[[ The input open ]]
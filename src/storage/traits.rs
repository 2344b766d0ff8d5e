//! Non-volatile storage trait for abstraction and testability
//!
//! Mirrors the begin/get/put/commit contract of an EEPROM area of fixed
//! size, allowing the flash-backed implementation to be swapped with a mock
//! for testing.

/// Errors that can occur during storage operations
#[derive(Debug, Clone, Copy, PartialEq, Eq)]
pub enum StorageError {
    /// Declared area is empty or too small for the requested data
    AreaTooSmall,
    /// Storage medium could not be opened or accessed
    Unavailable,
    /// Access outside the declared area
    OutOfBounds,
    /// Area used before `begin`
    NotInitialised,
    /// Commit to the medium failed
    CommitFailed,
}

/// Abstract EEPROM-style storage area
pub trait Eeprom {
    /// Open the area with the given size in bytes
    fn begin(&mut self, size: usize) -> Result<(), StorageError>;

    /// Read `buf.len()` bytes starting at `offset`
    fn read(&mut self, offset: usize, buf: &mut [u8]) -> Result<(), StorageError>;

    /// Write `data` starting at `offset`. Not durable until [`Eeprom::commit`].
    fn write(&mut self, offset: usize, data: &[u8]) -> Result<(), StorageError>;

    /// Flush pending writes to the medium
    fn commit(&mut self) -> Result<(), StorageError>;
}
[[ The input closed ]]
From the data above, copy each line where the string "starting" appears.

    /// Read `buf.len()` bytes starting at `offset`
    /// Write `data` starting at `offset`. Not durable until [`Eeprom::commit`].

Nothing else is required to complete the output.